TASK REQUIREMENTS
Find the lines of the data below that include "activate". Report their number only.

Stored data
//! Reconciles configured deltas with the accessories the host already knows.
//!
//! Discovery resolves both sensors of every definition concurrently, then
//! walks the results in configuration order and either restores the cached
//! accessory with the same persistent id or registers a new one. A definition
//! whose sensors cannot be resolved is skipped for the rest of the process.

use super::device::{DeltaDevice, persistent_id};
use super::value::DeltaValue;
use crate::config::{DeltaDefinition, validate_definitions};
use crate::error::Result;
use crate::host::{AccessoryContext, AccessoryHost, AccessoryRecord, DeviceHandle};
use crate::sensors::{SensorReading, SensorResolver};
use futures_util::future::join_all;
use log::{debug, info, warn};
use std::collections::{BTreeMap, HashMap, HashSet};
use std::sync::Arc;
use uuid::Uuid;

/// Outcome of one discovery pass.
#[derive(Debug, Default, Clone, PartialEq, Eq)]
pub struct DiscoveryReport {
    pub created: Vec<Uuid>,
    pub restored: Vec<Uuid>,
    /// Delta ids whose sensors could not be resolved
    pub skipped: Vec<String>,
    /// Cached accessories with no matching definition, removed from the host
    pub removed: Vec<Uuid>,
}

impl DiscoveryReport {
    pub fn active(&self) -> usize {
        self.created.len() + self.restored.len()
    }
}

pub struct DeltaRegistry {
    host: Arc<dyn AccessoryHost>,
    devices: BTreeMap<Uuid, Arc<DeltaDevice>>,
}

impl DeltaRegistry {
    pub fn new(host: Arc<dyn AccessoryHost>) -> Self {
        Self {
            host,
            devices: BTreeMap::new(),
        }
    }

    pub fn devices(&self) -> Vec<Arc<DeltaDevice>> {
        self.devices.values().cloned().collect()
    }

    pub fn get(&self, persistent_id: &Uuid) -> Option<Arc<DeltaDevice>> {
        self.devices.get(persistent_id).cloned()
    }

    pub fn len(&self) -> usize {
        self.devices.len()
    }

    pub fn is_empty(&self) -> bool {
        self.devices.is_empty()
    }

    /// Run the discovery pass.
    ///
    /// Invalid definitions (duplicate or empty ids) reject the whole pass
    /// before anything is resolved or registered.
    pub async fn discover(
        &mut self,
        definitions: &[DeltaDefinition],
        resolver: &SensorResolver,
    ) -> Result<DiscoveryReport> {
        validate_definitions(definitions)?;
        info!("[Discovery] Resolving {} delta(s)", definitions.len());

        let resolved = join_all(definitions.iter().map(|definition| async move {
            let (a, b) = tokio::join!(
                resolver.resolve(&definition.sensor_a),
                resolver.resolve(&definition.sensor_b)
            );
            (definition, a, b)
        }))
        .await;

        let cached: HashMap<Uuid, AccessoryRecord> = self
            .host
            .cached_accessories()
            .into_iter()
            .map(|record| (record.uuid, record))
            .collect();

        let mut report = DiscoveryReport::default();

        for (definition, a, b) in resolved {
            let (a, b) = match (a, b) {
                (Ok(a), Ok(b)) => (a, b),
                (a, b) => {
                    for error in [a.err(), b.err()].into_iter().flatten() {
                        warn!("[Discovery] Delta '{}': {}", definition.id, error);
                    }
                    warn!(
                        "[Discovery] Skipping delta '{}' as one or more sensors were not found",
                        definition.id
                    );
                    report.skipped.push(definition.id.clone());
                    continue;
                }
            };

            let uuid = persistent_id(&definition.id);
            if self.devices.contains_key(&uuid) {
                debug!("[Discovery] Delta '{}' is already active", definition.id);
                continue;
            }

            match self.activate(definition, uuid, &a, &b, cached.get(&uuid)) {
                Ok(device) => {
                    if cached.contains_key(&uuid) {
                        report.restored.push(uuid);
                    } else {
                        report.created.push(uuid);
                    }
                    self.devices.insert(uuid, device);
                }
                Err(e) => {
                    warn!("[Discovery] Skipping delta '{}': {}", definition.id, e);
                    report.skipped.push(definition.id.clone());
                }
            }
        }

        let configured: HashSet<Uuid> = definitions
            .iter()
            .map(|definition| persistent_id(&definition.id))
            .collect();
        for uuid in cached.keys().filter(|uuid| !configured.contains(*uuid)) {
            info!(
                "[Discovery] Removing accessory no longer in configuration: {}",
                cached[uuid].display_name
            );
            match self.host.unregister_device(uuid) {
                Ok(()) => report.removed.push(*uuid),
                Err(e) => warn!("[Discovery] Failed to remove accessory {}: {}", uuid, e),
            }
        }

        info!(
            "[Discovery] {} created, {} restored, {} skipped, {} removed",
            report.created.len(),
            report.restored.len(),
            report.skipped.len(),
            report.removed.len()
        );
        Ok(report)
    }

    /// Restore or create the device for one resolved definition.
    fn activate(
        &self,
        definition: &DeltaDefinition,
        uuid: Uuid,
        a: &SensorReading,
        b: &SensorReading,
        cached: Option<&AccessoryRecord>,
    ) -> Result<Arc<DeltaDevice>> {
        // Restored accessories keep their last delta
        let (delta, updated_at) = cached
            .map(|record| (record.context.delta, record.context.updated_at))
            .unwrap_or_default();

        let record = AccessoryRecord {
            uuid,
            display_name: definition.display_name.clone(),
            context: AccessoryContext {
                sensor_a: a.id.clone(),
                sensor_b: b.id.clone(),
                inverse: definition.inverse,
                delta,
                updated_at,
            },
        };

        let handle = match cached {
            Some(existing) => {
                info!(
                    "[Discovery] Restoring existing accessory from cache: {}",
                    existing.display_name
                );
                self.host.restore_device(record)?
            }
            None => {
                info!("[Discovery] Adding new accessory: {}", definition.display_name);
                self.host.register_device(record)?
            }
        };

        let value = Arc::new(match cached {
            Some(_) => DeltaValue::restored(delta, updated_at),
            None => DeltaValue::new(),
        });
        connect(&value, handle);

        Ok(Arc::new(DeltaDevice {
            persistent_id: uuid,
            delta_id: definition.id.clone(),
            display_name: definition.display_name.clone(),
            sensor_a: a.id.clone(),
            sensor_b: b.id.clone(),
            inverse: definition.inverse,
            value,
        }))
    }
}

/// Wire a value to its host handle in both directions.
fn connect(value: &Arc<DeltaValue>, handle: Arc<dyn DeviceHandle>) {
    let reader_value = value.clone();
    handle.on_value_requested(Arc::new(move || reader_value.read()));
    value.set_pusher(Arc::new(move |delta| handle.set_value(delta)));
}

OUTPUT FOR THIS EXERCISE
2